## Work required
Of all the lines in these entries, count those that contain "dashboard" and give only the total.

'''

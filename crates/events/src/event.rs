use chrono::{DateTime, Utc};

/// A domain-agnostic event.
///
/// Events are:
/// - **immutable** (treat them as facts)
/// - **versioned** (schema evolution)
/// - recorded **append-only** in a change journal
pub trait Event: Clone + core::fmt::Debug + Send + Sync + 'static {
    /// Stable event name/type identifier (e.g. "application.item_added").
    fn event_type(&self) -> &'static str;

    /// Schema version for this event type.
    fn version(&self) -> u32;

    /// When the change happened (business time).
    fn occurred_at(&self) -> DateTime<Utc>;
}
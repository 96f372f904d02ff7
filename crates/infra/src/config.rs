//! Configuration loading and representation.

use std::env;

use thiserror::Error;

use ecert_application::{ApplicationDefaults, ExporterProfile, NavigationPolicy};
use ecert_observability::{LogFormat, TelemetryConfig};

pub const EXPORTER_TAX_ID: &str = "ECERT_EXPORTER_TAX_ID";
pub const EXPORTER_NAME: &str = "ECERT_EXPORTER_NAME";
pub const EXPORTER_ADDRESS: &str = "ECERT_EXPORTER_ADDRESS";
pub const REPLACEMENT_FEE_THB: &str = "ECERT_REPLACEMENT_FEE_THB";
pub const NAVIGATION_POLICY: &str = "ECERT_NAVIGATION_POLICY";
pub const LOG_LEVEL: &str = "ECERT_LOG_LEVEL";
pub const LOG_FORMAT: &str = "ECERT_LOG_FORMAT";

/// Top-level configuration for the application engine.
#[derive(Debug, Clone, PartialEq)]
pub struct AppConfig {
    pub defaults: ApplicationDefaults,
    pub navigation: NavigationPolicy,
    pub telemetry: TelemetryConfig,
}

#[derive(Debug, Error, Clone, PartialEq, Eq)]
pub enum ConfigError {
    #[error("{key} must be a non-negative amount, got '{value}'")]
    InvalidAmount { key: &'static str, value: String },

    #[error("{key}: {message}")]
    InvalidValue { key: &'static str, message: String },

    #[error("{key} cannot be blank")]
    Blank { key: &'static str },
}

impl AppConfig {
    /// Read `.env` when present, then the process environment.
    pub fn load() -> Result<Self, ConfigError> {
        dotenvy::dotenv().ok();
        Self::from_lookup(|key| env::var(key).ok())
    }

    /// Build from any key lookup. Missing keys take their defaults.
    pub fn from_lookup<F>(lookup: F) -> Result<Self, ConfigError>
    where
        F: Fn(&str) -> Option<String>,
    {
        let fallback = ExporterProfile::default();
        let text = |key: &'static str, default: String| -> Result<String, ConfigError> {
            match lookup(key) {
                None => Ok(default),
                Some(v) if v.trim().is_empty() => Err(ConfigError::Blank { key }),
                Some(v) => Ok(v.trim().to_string()),
            }
        };

        let exporter = ExporterProfile {
            tax_id: text(EXPORTER_TAX_ID, fallback.tax_id)?,
            name: text(EXPORTER_NAME, fallback.name)?,
            address: text(EXPORTER_ADDRESS, fallback.address)?,
        };

        let replacement_fee_thb = match lookup(REPLACEMENT_FEE_THB) {
            None => ApplicationDefaults::default().replacement_fee_thb,
            Some(raw) => raw
                .trim()
                .parse::<f64>()
                .ok()
                .filter(|fee| fee.is_finite() && *fee >= 0.0)
                .ok_or(ConfigError::InvalidAmount {
                    key: REPLACEMENT_FEE_THB,
                    value: raw,
                })?,
        };

        let navigation = match lookup(NAVIGATION_POLICY) {
            None => NavigationPolicy::default(),
            Some(raw) => raw.parse::<NavigationPolicy>().map_err(|message| ConfigError::InvalidValue {
                key: NAVIGATION_POLICY,
                message,
            })?,
        };

        let log_level = lookup(LOG_LEVEL).unwrap_or_else(|| "info".to_string());
        let format = match lookup(LOG_FORMAT) {
            None => LogFormat::default(),
            Some(raw) => raw.parse::<LogFormat>().map_err(|message| ConfigError::InvalidValue {
                key: LOG_FORMAT,
                message,
            })?,
        };

        Ok(Self {
            defaults: ApplicationDefaults {
                exporter,
                replacement_fee_thb,
            },
            navigation,
            telemetry: TelemetryConfig { log_level, format },
        })
    }
}
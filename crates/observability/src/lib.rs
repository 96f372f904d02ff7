//! Tracing and logging (shared setup).

/// Tracing configuration (filters, formats).
pub mod tracing;

pub use crate::tracing::{LogFormat, TelemetryConfig};

/// Initialize process-wide observability (tracing/logging).
///
/// This is safe to call multiple times; subsequent calls become no-ops.
pub fn init(config: &TelemetryConfig) {
    crate::tracing::init(config);
}
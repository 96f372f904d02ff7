use std::sync::Arc;

use anyhow::Context;
use chrono::{Days, NaiveTime, Utc};

use ecert_application::{
    ApplicationStatus, ApplicationType, ConsigneeField, InspectionField, IssuanceField,
    ItemDetails, ShipmentField,
};
use ecert_catalog::{CatalogProvider, InMemoryCatalog, ProductId};
use ecert_core::AggregateRoot;
use ecert_infra::read_model::dashboard;
use ecert_infra::seed::seed_applications_with;
use ecert_infra::{AppConfig, InMemoryListing, ListingService};
use ecert_wizard::{Step, WizardController, WizardError};

fn main() -> anyhow::Result<()> {
    let config = AppConfig::load().context("loading configuration")?;
    ecert_observability::init(&config.telemetry);

    let listing = Arc::new(InMemoryListing::with_applications(
        seed_applications_with(&config.defaults).context("building seed data")?,
    ));
    tracing::info!(count = listing.len(), "listing seeded");

    let catalog = InMemoryCatalog::standard();
    let mango = catalog
        .search("mango")
        .into_iter()
        .next()
        .context("mango missing from catalog")?
        .id;
    let durian = ProductId::new("p2")?;

    let mut wizard = WizardController::create(
        ApplicationType::Export,
        &config.defaults,
        Arc::clone(&listing),
    )?
    .with_policy(config.navigation);

    wizard.goto(Step::Consignee)?;
    for issue in wizard.current_issues() {
        println!("{}: {issue}", wizard.step());
    }
    wizard.update(ConsigneeField::CompanyName("Singapore Green Market".into()).into())?;
    wizard.update(ConsigneeField::Address("12 Orchard Road, #04-01".into()).into())?;
    wizard.update(ConsigneeField::Country("Singapore".into()).into())?;
    wizard.next()?;

    wizard.update(ShipmentField::TransportMeans("Air Freight".into()).into())?;
    wizard.update(ShipmentField::DestinationCountry("Singapore".into()).into())?;
    wizard.add_item(&mango, ItemDetails::form_defaults().with_net_weight(120.5))?;
    wizard.add_item(&durian, ItemDetails::form_defaults().with_net_weight(80.0))?;
    wizard.update(ShipmentField::TotalNetWeight(200.5).into())?;
    wizard.next()?;

    wizard.update(IssuanceField::StationId("1".into()).into())?;
    wizard.next()?;

    let appointment = Utc::now().date_naive().checked_add_days(Days::new(3));
    wizard.update(InspectionField::AppointmentDate(appointment).into())?;
    wizard.update(InspectionField::AppointmentTime(NaiveTime::from_hms_opt(10, 0, 0)).into())?;

    // A late edit leaves the declared total half a kilo short, so the first
    // attempt bounces.
    wizard.update(ShipmentField::TotalNetWeight(200.0).into())?;
    match wizard.submit_final() {
        Err(WizardError::WeightMismatch { declared, itemized }) => {
            println!("Submission blocked: declared {declared:.2} kg, items sum to {itemized:.2} kg");
            wizard.update(ShipmentField::TotalNetWeight(itemized).into())?;
        }
        Err(other) => return Err(other.into()),
        Ok(_) => {}
    }
    if !wizard.is_closed() {
        let submitted = wizard.submit_final()?;
        println!("Submitted {} ({})", submitted.id(), submitted.status());
    }

    // Back office moves the oldest record along.
    if let Some(first) = listing.list().first() {
        if let Some(next) = first.status().successor() {
            listing.transition(first.id(), next)?;
        }
    }

    let summary = dashboard::summary(listing.as_ref());
    println!();
    print!("{}", dashboard::render_table(&dashboard::rows(listing.as_ref())));
    println!();
    println!("Total applications: {}", summary.total);
    for (kind, count) in &summary.by_type {
        println!("  {kind}: {count}");
    }
    println!(
        "  awaiting document check: {}",
        summary.count_status(ApplicationStatus::WaitingDocumentCheck)
    );

    Ok(())
}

'''

## Solution for this problem
3